This HuffPost Canada page is maintained as part of an online archive.

Sherlock Holmes: A Brief History of Psychopaths Who Go Boom

You don't have to be a cannibal to be truly unnerving. Director Guy Ritchie is at his best suggesting the insanity of the century to come, and the place of Professor Moriarty in the scheme of world war: the Professor intends to start one. In short, the film gets the gunpowder right.
This post was published on the now-closed HuffPost Contributor platform. Contributors control their own work and posted freely to our site. If you need to flag this entry as abusive, send us an email.
Warner Bros

In 1886, an unpleasant man strapped to a bomb wandered into a novel; he had a detonator in his pocket. Thanks to him, we ended up with Hannibal Lecter. And the Unabomber. This was a new kind of human: the condescending scientist, with a peerless intellect and a slow athletic pulse, who is morally insane. (Bear with me -- this is a review of the new Sherlock Holmes film, A Game of Shadows.)

In 1894, a man blew himself up, accidentally, while trying to commit a meaningless crime. Martial Bourdin was a French anarchist, apparently intent upon exploding the Greenwich Observatory. The crime struck Joseph Conrad as so utterly nonsensical that he wrote a novel. In The Secret Agent, Martial Bourdin is replaced by a virtuous man incapable of coherent moral action: mentally defective, duped into committing an absurd act, by people ignorant of their own reasons.

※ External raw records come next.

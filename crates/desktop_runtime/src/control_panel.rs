//! Open/closed state for a window's control-panel dropdown menus.

/// At most one dropdown is open at a time.
#[derive(Debug, Clone, PartialEq, Eq, Default)]
pub struct ControlPanelState {
    open_menu: Option<String>,
}

impl ControlPanelState {
    /// Opens `menu_id`, or closes it when it is already open.
    pub fn toggle(&mut self, menu_id: &str) {
        if self.is_open(menu_id) {
            self.open_menu = None;
        } else {
            self.open(menu_id);
        }
    }

    /// Opens `menu_id`, closing any other open dropdown.
    pub fn open(&mut self, menu_id: &str) {
        self.open_menu = Some(menu_id.to_string());
    }

    /// Closes every dropdown. Safe to call when nothing is open.
    pub fn close_all(&mut self) {
        self.open_menu = None;
    }

    pub fn is_open(&self, menu_id: &str) -> bool {
        self.open_menu.as_deref() == Some(menu_id)
    }

    pub fn open_menu(&self) -> Option<&str> {
        self.open_menu.as_deref()
    }
}
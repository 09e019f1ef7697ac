//! Reducer actions, side-effect intents, and transition logic for the desktop coordinator.

use thiserror::Error;

use crate::{
    drag::DragCoordinator,
    model::{
        AppKind, DesktopState, DragEndReason, DragSubject, InteractionState, PointerPosition,
        Viewport, WindowId, WindowPhase, WindowRecord, WindowSize,
    },
    window_manager::{apply_focus, focus_window_internal, release_focus_if},
};

#[derive(Debug, Clone, PartialEq)]
/// Actions accepted by [`reduce_desktop`] to mutate [`DesktopState`].
pub enum DesktopAction {
    /// Open a new window for an activated desktop icon.
    ActivateIcon {
        /// Catalog app tag. Unknown tags open a blank window.
        app_type: String,
        /// Window title; empty falls back to the app's default title.
        title: String,
    },
    /// Apply the cascading placement once a new window has been measured.
    PlaceWindow {
        window_id: WindowId,
        size: WindowSize,
        viewport: Viewport,
    },
    /// Focus (and raise) a window by id.
    FocusWindow {
        window_id: WindowId,
    },
    /// Taskbar tab click: flip visibility, focusing when the window comes back.
    ToggleTab {
        window_id: WindowId,
    },
    MinimizeWindow {
        window_id: WindowId,
    },
    /// Close a window by id. Closing an absent window is a no-op.
    CloseWindow {
        window_id: WindowId,
    },
    /// Begin dragging a window by its title bar.
    BeginMove {
        window_id: WindowId,
        /// Pointer position at drag start.
        pointer: PointerPosition,
        /// Measured frame size, used for the horizontal bound.
        frame_size: WindowSize,
        viewport: Viewport,
    },
    /// Update an in-progress window drag.
    UpdateMove {
        /// Current pointer position.
        pointer: PointerPosition,
    },
    /// End the active window drag.
    EndMove {
        reason: DragEndReason,
    },
}

#[derive(Debug, Clone, PartialEq)]
/// Side-effect intents emitted by [`reduce_desktop`] for the runtime to execute.
pub enum RuntimeEffect {
    /// Measure the freshly mounted frame after layout, then dispatch `PlaceWindow`.
    MeasureAndPlaceWindow(WindowId),
    /// Deliver the focus-change broadcast to every open window.
    BroadcastFocus(Option<WindowId>),
    AddTaskbarTab {
        window_id: WindowId,
        label: String,
    },
    RemoveTaskbarTab(WindowId),
}

#[derive(Debug, Error, Clone, PartialEq, Eq)]
/// Reducer errors for actions that reference an unusable window.
pub enum ReducerError {
    /// The target window id was not found in the current state.
    #[error("window `{0}` not found")]
    WindowNotFound(WindowId),
    /// The target window is minimized and cannot take focus or be dragged.
    #[error("window `{0}` is hidden")]
    WindowHidden(WindowId),
}

/// Applies a [`DesktopAction`] to the desktop state and collects resulting side effects.
///
/// State is left untouched whenever an error is returned.
///
/// # Errors
///
/// Returns [`ReducerError::WindowNotFound`] when an action (other than close) references a window
/// that is not present, and [`ReducerError::WindowHidden`] when focusing or dragging a minimized
/// window.
pub fn reduce_desktop(
    state: &mut DesktopState,
    interaction: &mut InteractionState,
    action: DesktopAction,
) -> Result<Vec<RuntimeEffect>, ReducerError> {
    let mut effects = Vec::new();
    match action {
        DesktopAction::ActivateIcon { app_type, title } => {
            let app = AppKind::resolve(&app_type);
            let window_id = next_window_id(state);
            let title = if title.trim().is_empty() {
                app.default_title().to_string()
            } else {
                title
            };
            let z_index = state.highest_z_index.saturating_add(1);
            state.highest_z_index = z_index;
            state.windows.push(WindowRecord {
                id: window_id.clone(),
                app,
                title: title.clone(),
                position: state.cascade.peek(&state.config),
                size: None,
                z_index,
                visible: true,
                is_focused: false,
                phase: WindowPhase::Opening,
            });
            apply_focus(state, Some(window_id.clone()));

            effects.push(RuntimeEffect::AddTaskbarTab {
                window_id: window_id.clone(),
                label: title,
            });
            effects.push(RuntimeEffect::BroadcastFocus(Some(window_id.clone())));
            effects.push(RuntimeEffect::MeasureAndPlaceWindow(window_id));
        }
        DesktopAction::PlaceWindow {
            window_id,
            size,
            viewport,
        } => {
            let config = state.config;
            let index = find_window_index(state, &window_id)?;
            // Hidden frames measure as 0x0; placement waits until the tab shows them again.
            let window = &state.windows[index];
            if window.phase != WindowPhase::Opening || !window.visible {
                return Ok(effects);
            }
            let position = state.cascade.place(size, viewport, &config);
            let window = &mut state.windows[index];
            window.position = position;
            window.size = Some(size);
            window.phase = WindowPhase::Open;
        }
        DesktopAction::FocusWindow { window_id } => {
            let index = find_window_index(state, &window_id)?;
            if !state.windows[index].visible {
                return Err(ReducerError::WindowHidden(window_id));
            }
            if focus_window_internal(state, &window_id) {
                effects.push(RuntimeEffect::BroadcastFocus(Some(window_id)));
            }
        }
        DesktopAction::ToggleTab { window_id } => {
            let index = find_window_index(state, &window_id)?;
            let visible = !state.windows[index].visible;
            state.windows[index].visible = visible;

            if visible {
                let awaiting_placement = state.windows[index].phase == WindowPhase::Opening;
                if focus_window_internal(state, &window_id) {
                    effects.push(RuntimeEffect::BroadcastFocus(Some(window_id.clone())));
                }
                if awaiting_placement {
                    effects.push(RuntimeEffect::MeasureAndPlaceWindow(window_id));
                }
            } else {
                hide_window_cleanup(state, interaction, &window_id, &mut effects);
            }
        }
        DesktopAction::MinimizeWindow { window_id } => {
            let index = find_window_index(state, &window_id)?;
            if state.windows[index].visible {
                state.windows[index].visible = false;
                hide_window_cleanup(state, interaction, &window_id, &mut effects);
            }
        }
        DesktopAction::CloseWindow { window_id } => {
            let Ok(index) = find_window_index(state, &window_id) else {
                return Ok(effects);
            };
            state.windows.remove(index);
            DragCoordinator::new(interaction).end_if(&DragSubject::Window(window_id.clone()));
            if release_focus_if(state, &window_id) {
                effects.push(RuntimeEffect::BroadcastFocus(None));
            }
            effects.push(RuntimeEffect::RemoveTaskbarTab(window_id));
        }
        DesktopAction::BeginMove {
            window_id,
            pointer,
            frame_size,
            viewport,
        } => {
            let index = find_window_index(state, &window_id)?;
            let window = &state.windows[index];
            if !window.visible {
                return Err(ReducerError::WindowHidden(window_id));
            }
            let origin = window.position;
            DragCoordinator::new(interaction).begin_window(
                window_id,
                pointer,
                origin,
                frame_size,
                viewport,
                &state.config,
            );
        }
        DesktopAction::UpdateMove { pointer } => {
            let coordinator = DragCoordinator::new(interaction);
            let Some((window_id, position)) = coordinator.window_position_for(pointer) else {
                return Ok(effects);
            };
            match state.windows.iter_mut().find(|w| w.id == window_id) {
                Some(window) => window.position = position,
                None => {
                    DragCoordinator::new(interaction).end(DragEndReason::PointerLeft);
                }
            }
        }
        DesktopAction::EndMove { reason } => {
            let mut coordinator = DragCoordinator::new(interaction);
            if coordinator.window_subject().is_some() {
                coordinator.end(reason);
            }
        }
    }

    Ok(effects)
}

fn next_window_id(state: &mut DesktopState) -> WindowId {
    let id = WindowId::from_sequence(state.next_window_seq);
    state.next_window_seq = state.next_window_seq.saturating_add(1);
    id
}

fn find_window_index(state: &DesktopState, window_id: &WindowId) -> Result<usize, ReducerError> {
    state
        .windows
        .iter()
        .position(|w| &w.id == window_id)
        .ok_or_else(|| ReducerError::WindowNotFound(window_id.clone()))
}

fn hide_window_cleanup(
    state: &mut DesktopState,
    interaction: &mut InteractionState,
    window_id: &WindowId,
    effects: &mut Vec<RuntimeEffect>,
) {
    DragCoordinator::new(interaction).end_if(&DragSubject::Window(window_id.clone()));
    if release_focus_if(state, window_id) {
        effects.push(RuntimeEffect::BroadcastFocus(None));
    }
}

Published in 1907, the novel sold poorly, but became a much-studied text after 9/11.

Nihilism predates Conrad, of course. Ivan Turgenev gave us our first great fictional nihilist, Bazarov, in 1862. The murder of Tsar Alexander II in 1881 rendered this mangy type -- aimlessly sowing trouble across Europe -- suddenly non-trivial. Many were very clever. Many were not. Martial Bourdin managed to blow himself up accidentally, and Conrad's fictional version is expressly an imbecile.

Another character in the The Secret Agent, however, is our man: the icy, disdainful genius, carrying a bomb instead of a moral compass. The Professor.

He is not a professor at all, and he has no name. His expertise is explosives, and his life's goal is to design the foolproof detonator. (He fails here: the bomber -- a fool -- has to be scraped off the sidewalk with a spade.) The Professor is scrupulously amoral. He is superior, and destroys only to annihilate weakness. In fact, he berates another anarchist for having principles.

Where were we? Oh yes: The Professor inspired one of the more peculiar crimes of the late 20th century: The Unabomber -- Ted Kacyznski -- an unhinged mathematician from Harvard, was obsessed with Conrad's character.

As are we. He has become a type: the academic virtuoso, distant and condescending, with an urgent but oddly meaningless homicidal urge.

This figure has evolved, subtly. His mood has improved. He has become twinkly. (Kaczynski, with his sour ressentiment, is a throwback to the original.) Also, he has calmed down. Permanently. Hannibal Lecter's pulse does not quicken even as he bites off a nurse's tongue.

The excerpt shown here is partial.